Today I learned a new word – Transference.
The medical definition of Transference : the redirection of feelings and desires and especially of those unconsciously retained from childhood toward a new object (according to Merriam-Webster.com)
My experience of Transference is slightly different from this definition but this idea isn’t foreign to me.
My mom and dad were not from wealthy family, they’ve seen hardships and lived in it as they grew up in mainland China. So when it came time for them to start their own family in Hong Kong, they wanted to provide what they could only dream of and they didn’t dream big. My dad was accepted into University when he was young. However, he was unable to finish his degree due to a few circumstances.
As my brothers and I were growing up, he pined for us to perform well at school, to be accepted into Universities and graduate with “respectable” degrees. However, my dad never told us his hopes and dreams for us, directly.
From my viewpoint, we did well. My oldest brother, Francis, got an university degree then Peter got a college diploma and I got a Bachelor of Science (Engineering) degree. In the end when my dad was diagnosed with terminal cancer, he shared his dream with my niece who was about 8 at the time. He wishes and wants her to become a medical doctor or a lawyer, to make him proud as none of his children, including myself, were able to fulfill his dream.
How did I feel when I first heard of this? Anger. Guilt. Sadness.
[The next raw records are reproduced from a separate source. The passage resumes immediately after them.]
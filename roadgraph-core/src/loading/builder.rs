use geo::{LineString, Point, line_string};
use hashbrown::{HashMap, hash_map::Entry};
use itertools::Itertools;
use log::{info, warn};
use petgraph::{
    graph::{NodeIndex, UnGraph},
    unionfind::UnionFind,
};

use crate::{
    DistanceMetric, Error, IntersectionId, Length, RoadId,
    model::{Intersection, Road, RoadNetwork, RoadSegment},
};

/// Relative slack allowed before a segment counts as shorter than the
/// straight line between its endpoints
const LENGTH_TOLERANCE: f64 = 1e-6;

#[derive(Debug, Clone)]
struct PendingSegment {
    road: RoadId,
    start: IntersectionId,
    end: IntersectionId,
    length: Length,
    geometry: Option<LineString<f64>>,
}

/// Collects intersections, roads and segments produced by a loader and
/// assembles them into a validated [`RoadNetwork`].
///
/// Segments may be added before the entities they reference; they are
/// resolved in [`RoadNetworkBuilder::build`].
#[derive(Debug, Default)]
pub struct RoadNetworkBuilder {
    graph: UnGraph<Intersection, RoadSegment>,
    index: HashMap<IntersectionId, NodeIndex>,
    roads: HashMap<RoadId, Road>,
    segments: Vec<PendingSegment>,
}

impl RoadNetworkBuilder {
    pub fn new() -> Self {
        Self::default()
    }

    /// Pre-allocate for a known network size.
    pub fn with_capacity(intersections: usize, segments: usize, roads: usize) -> Self {
        Self {
            graph: UnGraph::with_capacity(intersections, segments),
            index: HashMap::with_capacity(intersections),
            roads: HashMap::with_capacity(roads),
            segments: Vec::with_capacity(segments),
        }
    }

    /// # Errors
    ///
    /// Returns [`Error::DuplicateIntersection`] if the id was already added
    pub fn add_intersection(&mut self, id: IntersectionId, geometry: Point<f64>) -> Result<(), Error> {
        match self.index.entry(id) {
            Entry::Occupied(_) => Err(Error::DuplicateIntersection(id)),
            Entry::Vacant(entry) => {
                entry.insert(self.graph.add_node(Intersection { id, geometry }));
                Ok(())
            }
        }
    }

    /// # Errors
    ///
    /// Returns [`Error::DuplicateRoad`] if the id was already added
    pub fn add_road(&mut self, id: RoadId, name: impl Into<String>, one_way: bool) -> Result<(), Error> {
        match self.roads.entry(id) {
            Entry::Occupied(_) => Err(Error::DuplicateRoad(id)),
            Entry::Vacant(entry) => {
                entry.insert(Road {
                    id,
                    name: name.into(),
                    one_way,
                    segments: Vec::new(),
                });
                Ok(())
            }
        }
    }

    /// Queue a segment of `road` from `start` to `end`. Without explicit
    /// geometry the segment is drawn as a straight line.
    pub fn add_segment(
        &mut self,
        road: RoadId,
        start: IntersectionId,
        end: IntersectionId,
        length: Length,
        geometry: Option<LineString<f64>>,
    ) -> &mut Self {
        self.segments.push(PendingSegment {
            road,
            start,
            end,
            length,
            geometry,
        });
        self
    }

    /// Resolve all queued segments and freeze the network.
    ///
    /// # Errors
    ///
    /// Returns an error if a segment references an unknown road or
    /// intersection, or if its length is negative or not finite
    pub fn build(self) -> Result<RoadNetwork, Error> {
        let Self {
            mut graph,
            index,
            mut roads,
            segments,
        } = self;

        for pending in segments {
            if !pending.length.is_finite() || pending.length < 0.0 {
                return Err(Error::InvalidSegmentLength {
                    road: pending.road,
                    length: pending.length,
                });
            }
            let start = *index
                .get(&pending.start)
                .ok_or(Error::UnknownIntersection(pending.start))?;
            let end = *index
                .get(&pending.end)
                .ok_or(Error::UnknownIntersection(pending.end))?;
            let road = roads
                .get_mut(&pending.road)
                .ok_or(Error::UnknownRoad(pending.road))?;

            let geometry = pending.geometry.unwrap_or_else(|| {
                let (a, b) = (graph[start].geometry, graph[end].geometry);
                line_string![(x: a.x(), y: a.y()), (x: b.x(), y: b.y())]
            });

            let edge = graph.add_edge(
                start,
                end,
                RoadSegment {
                    road: pending.road,
                    start,
                    end,
                    length: pending.length,
                    geometry,
                },
            );
            road.segments.push(edge);
        }

        let network = RoadNetwork::from_parts(graph, index, roads);
        validate_road_chains(&network);

        info!(
            "Road network built: {} intersections, {} segments, {} roads",
            network.intersection_count(),
            network.segment_count(),
            network.road_count()
        );

        Ok(network)
    }
}

/// Warn about roads whose segments do not form one connected chain.
/// Returns the number of such roads.
fn validate_road_chains(network: &RoadNetwork) -> usize {
    let mut broken = 0;

    for road in network.roads() {
        if road.segments.len() < 2 {
            continue;
        }

        let mut local: HashMap<NodeIndex, usize> = HashMap::new();
        let mut pieces: UnionFind<usize> = UnionFind::new(road.segments.len() * 2);
        for segment in road.segments.iter().filter_map(|&edge| network.segment(edge)) {
            let next = local.len();
            let a = *local.entry(segment.start).or_insert(next);
            let next = local.len();
            let b = *local.entry(segment.end).or_insert(next);
            pieces.union(a, b);
        }

        let chains = (0..local.len()).map(|i| pieces.find(i)).unique().count();
        if chains > 1 {
            broken += 1;
            warn!(
                "Road {} ({}) is not a connected chain: its {} segments form {chains} pieces",
                road.id,
                road.name,
                road.segments.len()
            );
        }
    }

    if broken > 0 {
        warn!("{broken} roads are split into several pieces");
    }
    broken
}

/// Warn about segments shorter than the straight line between their
/// endpoints. Such segments make the metric overestimate and A* may then
/// return a route that is not the shortest.
///
/// Returns the number of offending segments.
#[allow(clippy::cast_precision_loss)]
pub fn validate_metric_admissibility<M: DistanceMetric + ?Sized>(
    network: &RoadNetwork,
    metric: &M,
) -> usize {
    let offending = network
        .graph
        .edge_weights()
        .filter(|segment| {
            let straight = metric.distance(
                network.graph[segment.start].geometry,
                network.graph[segment.end].geometry,
            );
            segment.length < straight * (1.0 - LENGTH_TOLERANCE)
        })
        .collect_vec();

    if let Some(first) = offending.first() {
        let total = network.segment_count();
        let percentage = (offending.len() as f64 / total as f64) * 100.0;
        warn!(
            "{} of {total} segments ({percentage:.1}%) are shorter than the straight-line \
            distance between their endpoints (first on road {}). Routes found with this \
            metric may not be the shortest.",
            offending.len(),
            first.road
        );
    }

    offending.len()
}

#[cfg(test)]
mod tests {
    use geo::Point;

    use super::*;
    use crate::Planar;

    fn two_points() -> RoadNetworkBuilder {
        let mut builder = RoadNetworkBuilder::new();
        builder.add_intersection(1, Point::new(0.0, 0.0)).unwrap();
        builder.add_intersection(2, Point::new(3.0, 4.0)).unwrap();
        builder.add_road(7, "Lambton Quay", false).unwrap();
        builder
    }

    #[test]
    fn test_build_simple_network() {
        let mut builder = two_points();
        builder.add_segment(7, 1, 2, 5.0, None);
        let network = builder.build().unwrap();

        assert_eq!(network.intersection_count(), 2);
        assert_eq!(network.segment_count(), 1);
        let road = network.road(7).unwrap();
        assert_eq!(road.segments.len(), 1);
        let segment = network.segment(road.segments[0]).unwrap();
        assert_eq!(segment.geometry.0.len(), 2);
        assert_eq!(network.id_of(segment.start), 1);
        assert_eq!(network.id_of(segment.end), 2);
    }

    #[test]
    fn test_duplicate_ids_rejected() {
        let mut builder = two_points();
        assert!(matches!(
            builder.add_intersection(1, Point::new(9.0, 9.0)),
            Err(Error::DuplicateIntersection(1))
        ));
        assert!(matches!(
            builder.add_road(7, "Again", true),
            Err(Error::DuplicateRoad(7))
        ));
    }

    #[test]
    fn test_unknown_references_rejected() {
        let mut builder = two_points();
        builder.add_segment(7, 1, 3, 1.0, None);
        assert!(matches!(builder.build(), Err(Error::UnknownIntersection(3))));

        let mut builder = two_points();
        builder.add_segment(8, 1, 2, 5.0, None);
        assert!(matches!(builder.build(), Err(Error::UnknownRoad(8))));
    }

    #[test]
    fn test_invalid_lengths_rejected() {
        for length in [-1.0, f64::NAN, f64::INFINITY] {
            let mut builder = two_points();
            builder.add_segment(7, 1, 2, length, None);
            assert!(matches!(
                builder.build(),
                Err(Error::InvalidSegmentLength { road: 7, .. })
            ));
        }
    }

    #[test]
    fn test_segments_may_precede_their_entities() {
        let mut builder = RoadNetworkBuilder::new();
        builder.add_segment(1, 10, 11, 2.0, None);
        builder.add_road(1, "Cuba Street", false).unwrap();
        builder.add_intersection(10, Point::new(0.0, 0.0)).unwrap();
        builder.add_intersection(11, Point::new(1.0, 0.0)).unwrap();
        assert!(builder.build().is_ok());
    }

    #[test]
    fn test_detached_road_pieces_counted() {
        let mut builder = two_points();
        builder.add_intersection(3, Point::new(10.0, 0.0)).unwrap();
        builder.add_intersection(4, Point::new(11.0, 0.0)).unwrap();
        builder.add_segment(7, 1, 2, 5.0, None);
        builder.add_segment(7, 3, 4, 1.0, None);
        let network = builder.build().unwrap();
        assert_eq!(validate_road_chains(&network), 1);

        let mut builder = two_points();
        builder.add_intersection(3, Point::new(3.0, 5.0)).unwrap();
        builder.add_segment(7, 1, 2, 5.0, None);
        builder.add_segment(7, 3, 2, 1.0, None);
        assert_eq!(validate_road_chains(&builder.build().unwrap()), 0);
    }

    #[test]
    fn test_metric_admissibility_counts_short_segments() {
        let mut builder = two_points();
        builder.add_intersection(3, Point::new(3.0, 0.0)).unwrap();
        builder.add_segment(7, 1, 2, 4.0, None);
        builder.add_segment(7, 1, 3, 3.0, None);
        let network = builder.build().unwrap();
        assert_eq!(validate_metric_admissibility(&network, &Planar), 1);
    }
}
10 years after his death, against my own wishes, I got my Professional Engineer designation to fulfill the wishes of those around me. My family, my friends, my colleagues – they all meant well and wanted me to be recognized, professionally. There are many more instances in my life when I simply, consciously or subconsciously, accomplished something to fulfill another person’s imposition.
It took me a while to overcome this lifetime of living for others. Also, I seeked professional help.
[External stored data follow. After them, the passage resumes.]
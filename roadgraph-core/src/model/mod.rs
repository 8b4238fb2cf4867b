//! Data model of the road network
//!
//! Contains the graph entities and the straight-line metrics used to
//! estimate remaining distance during search.

pub mod metric;
pub mod network;

pub use metric::{DistanceMetric, GreatCircle, Planar};
pub use network::{Intersection, Road, RoadNetwork, RoadSegment};
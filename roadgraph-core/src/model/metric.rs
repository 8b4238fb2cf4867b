//! Straight-line distance between intersection positions.
//!
//! A* stays exact only while the metric never overestimates the remaining
//! network distance, so the metric has to use the same unit as the segment
//! lengths and satisfy the triangle inequality.

use geo::{Distance, Euclidean, Haversine, Point};

pub trait DistanceMetric: Send + Sync {
    fn distance(&self, from: Point<f64>, to: Point<f64>) -> f64;
}

/// Euclidean distance for networks already projected onto a plane
#[derive(Debug, Clone, Copy, Default)]
pub struct Planar;

impl DistanceMetric for Planar {
    fn distance(&self, from: Point<f64>, to: Point<f64>) -> f64 {
        Euclidean.distance(from, to)
    }
}

/// Haversine distance in kilometres for lon/lat positions
#[derive(Debug, Clone, Copy, Default)]
pub struct GreatCircle;

impl DistanceMetric for GreatCircle {
    fn distance(&self, from: Point<f64>, to: Point<f64>) -> f64 {
        Haversine.distance(from, to) / 1000.0
    }
}

impl<F> DistanceMetric for F
where
    F: Fn(Point<f64>, Point<f64>) -> f64 + Send + Sync,
{
    fn distance(&self, from: Point<f64>, to: Point<f64>) -> f64 {
        self(from, to)
    }
}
Now, I see how important it is for me to truly honor myself and my wishes. It is a very difficult life to lead if each day, my intention is to make those around me happy. To make others a priority is tiresome. There will always be a person who was not satisfied, despite my extreme best effort.
In the beginning of this realization, I swung to other end of the spectrum and others saw me as selfish and inconsiderate. But there comes a point in time when I simply cannot always be the giver, especially when that’s all I have done. When the jar is empty, there is nothing left to give. So I had to learn how to take.
Just like a pendulum, progressively, I swung back and forth between the ‘giving’ end and the ‘taking’ end. Currently I am working on finding the happy middle. It takes a lot of effort but it’s worth the effort.
From now on, I wish the only thing I do is transfer my love for travel to you! =)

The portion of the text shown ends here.